**ABOUT THIS EXERCISE:**
Set down each line from the start of the material exactly, please, up to and including the one that contains "use clap::Parser;".

**ENTRIES PROVIDED:**
=== Begin Enclosure ===
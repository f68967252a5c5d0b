mod browser;
mod cli;
mod config;
mod dashboard;
mod error;
mod keeper;
mod logging;
mod pause;
mod reach;
mod remote;
mod scheduler;
mod signal;
mod supervisor;
mod ui;
mod watcher;
mod worker;

use anyhow::Result;
use clap::Parser;
use tracing::{debug, info, warn};

use browser::{BrowserSession, LaunchOptions};
use cli::{Cli, Command};
use config::{KeeperConfig, Settings};
use signal::ProcessSignal;
use supervisor::{Station, Supervisor};

fn main() -> Result<()> {
    let cli = Cli::parse();
    let config = KeeperConfig::load(cli.config.as_deref())?;
    let _log_guard = logging::init(cli.verbose, config.log_dir.as_deref())?;
    debug!(?config, "configuration loaded");
    let settings = config.validate()?;

    match cli.command {
        Command::Run => run(settings),
        Command::Verify => verify_once(&settings),
        Command::Check { online } => check(&settings, online),
    }
}

fn launch_options(settings: &Settings) -> LaunchOptions {
    LaunchOptions {
        chrome_path: settings.chrome_path.clone(),
        headless: settings.headless,
    }
}

fn check(settings: &Settings, online: bool) -> Result<()> {
    ui::print_summary(settings);
    if !online {
        return Ok(());
    }
    let reach = reach::check_login_page(&settings.credentials)?;
    ui::print_reachability(&reach);
    if !reach.is_ready() {
        warn!(url = %reach.url, status = reach.status, "login page is not ready");
        anyhow::bail!("dashboard login page is not ready");
    }
    Ok(())
}

fn run(settings: Settings) -> Result<()> {
    let signal = ProcessSignal::new();
    signal.install_os_handlers()?;
    let session = BrowserSession::launch(&launch_options(&settings))?;

    let mut supervisor = Supervisor::new(settings, signal);
    supervisor.run(session)?;
    info!(state = %supervisor.state(), "webrtc-keeper exiting");
    Ok(())
}

fn verify_once(settings: &Settings) -> Result<()> {
    let signal = ProcessSignal::new();
    signal.install_os_handlers()?;
    let session = BrowserSession::launch(&launch_options(settings))?;

    let mut station = Station::new(session, settings, signal);
    let verified = station.verify();
    station.close();
    verified?;
    info!(user = %settings.credentials.username, "session verified");
    Ok(())
}
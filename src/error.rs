use chromiumoxide::error::CdpError;
use thiserror::Error;

use crate::remote::RemoteError;

#[derive(Debug, Error)]
pub enum KeeperError {
    #[error("Config error: {0}")]
    Config(String),

    #[error("Remote session error: {0}")]
    Remote(#[from] RemoteError),

    #[error("Browser error: {0}")]
    Browser(#[from] CdpError),

    #[error("Browser launch error: {0}")]
    Launch(String),

    #[error("HTTP error: {0}")]
    Http(#[from] reqwest::Error),

    #[error("Worker thread panicked")]
    WorkerPanicked,

    #[error("IO error: {0}")]
    Io(#[from] std::io::Error),

    #[error("TOML parse error: {0}")]
    Toml(#[from] toml::de::Error),
}

/// Failure of a job that has already been reported to the log.
///
/// Jobs return this instead of a real error so the worker never has to
/// decide how to report anything; it only learns where the job gave up.
#[derive(Debug, Clone, Copy, PartialEq, Eq, Error)]
#[error("{origin} failed (already logged)")]
pub struct LoggedError {
    pub origin: &'static str,
}

impl LoggedError {
    pub fn new(origin: &'static str) -> Self {
        Self { origin }
    }
}
//! Conversão dos erros do `chromiumoxide` para [`RemoteError`].
//!
//! Decide o que é "elemento ausente", "timeout" ou falha de transporte. O
//! Chrome reporta nós inexistentes como erro de protocolo com mensagem, então
//! parte da classificação é feita pelo texto.

use chromiumoxide::error::CdpError;

use crate::remote::RemoteError;

/// Trechos de mensagem do Chrome que significam "o nó não existe (mais)".
const MISSING_NODE_HINTS: [&str; 3] = [
    "could not find node",
    "no node with given id",
    "node is detached",
];

impl From<CdpError> for RemoteError {
    fn from(err: CdpError) -> Self {
        match err {
            CdpError::NotFound => RemoteError::NotFound("element not found".into()),
            CdpError::Timeout => RemoteError::Timeout("browser did not answer in time".into()),
            other => classify(other.to_string()),
        }
    }
}

/// Classifica uma mensagem de erro do Chrome.
fn classify(message: String) -> RemoteError {
    let lowered = message.to_lowercase();
    if MISSING_NODE_HINTS.iter().any(|hint| lowered.contains(hint)) {
        RemoteError::NotFound(message)
    } else {
        RemoteError::Transport(message)
    }
}
//! Plain HTTP look at the dashboard login page, without a browser.
//!
//! Used by `check --online` to tell "the dashboard is down" apart from "Chrome
//! cannot log in" before the daemon is started.

use std::time::Duration;

use reqwest::Client;
use tokio::runtime::Builder;
use tracing::debug;

use crate::config::Credentials;
use crate::dashboard;
use crate::error::KeeperError;
use crate::keeper::LOGIN_PATH;

/// What the login page answered.
#[derive(Debug, Clone, PartialEq, Eq)]
pub struct Reachability {
    pub url: String,
    pub status: u16,
    /// The page carries the username field the keeper fills in.
    pub login_form: bool,
}

impl Reachability {
    pub fn is_ready(&self) -> bool {
        (200..300).contains(&self.status) && self.login_form
    }
}

pub async fn login_page(client: &Client, base_url: &str) -> Result<Reachability, KeeperError> {
    let url = format!("{base_url}{LOGIN_PATH}");
    let response = client.get(&url).send().await?;
    let status = response.status().as_u16();
    let body = response.text().await?;
    debug!(%url, status, bytes = body.len(), "login page fetched");
    Ok(Reachability {
        login_form: dashboard::has_login_form(&body),
        url,
        status,
    })
}

/// Blocking wrapper for the command line.
pub fn check_login_page(credentials: &Credentials) -> Result<Reachability, KeeperError> {
    let runtime = Builder::new_current_thread().enable_all().build()?;
    let client = Client::builder()
        .connect_timeout(Duration::from_secs(10))
        .timeout(Duration::from_secs(30))
        .build()?;
    runtime.block_on(login_page(&client, &credentials.base_url))
}

#[cfg(test)]
mod tests {
    use super::*;
    use wiremock::matchers::{method, path};
    use wiremock::{Mock, MockServer, ResponseTemplate};

    const LOGIN_HTML: &str = r#"<html><body><form>
        <input name="username"><input name="password" type="password">
        <button id="btn-login">Login</button>
    </form></body></html>"#;

    #[tokio::test]
    async fn login_page_with_form_is_ready() {
        let server = MockServer::start().await;
        Mock::given(method("GET"))
            .and(path("/index.php"))
            .respond_with(ResponseTemplate::new(200).set_body_string(LOGIN_HTML))
            .expect(1)
            .mount(&server)
            .await;

        let reach = login_page(&Client::new(), &server.uri()).await.unwrap();
        assert_eq!(reach.status, 200);
        assert!(reach.login_form);
        assert!(reach.is_ready());
        assert!(reach.url.ends_with("/index.php"));
    }

    #[tokio::test]
    async fn error_page_is_not_ready() {
        let server = MockServer::start().await;
        Mock::given(method("GET"))
            .and(path("/index.php"))
            .respond_with(ResponseTemplate::new(503).set_body_string("maintenance"))
            .mount(&server)
            .await;

        let reach = login_page(&Client::new(), &server.uri()).await.unwrap();
        assert_eq!(reach.status, 503);
        assert!(!reach.login_form);
        assert!(!reach.is_ready());
    }

    #[tokio::test]
    async fn unreachable_host_is_an_http_error() {
        let err = login_page(&Client::new(), "http://127.0.0.1:1")
            .await
            .unwrap_err();
        assert!(matches!(err, KeeperError::Http(_)));
    }
}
=== End Enclosure ===
**ANSWER FOR THIS EXERCISE:**
repository f68967252a5c5d0b
mod browser;
mod cli;
mod config;
mod dashboard;
mod error;
mod keeper;
mod logging;
mod pause;
mod reach;
mod remote;
mod scheduler;
mod signal;
mod supervisor;
mod ui;
mod watcher;
mod worker;

use anyhow::Result;
use clap::Parser;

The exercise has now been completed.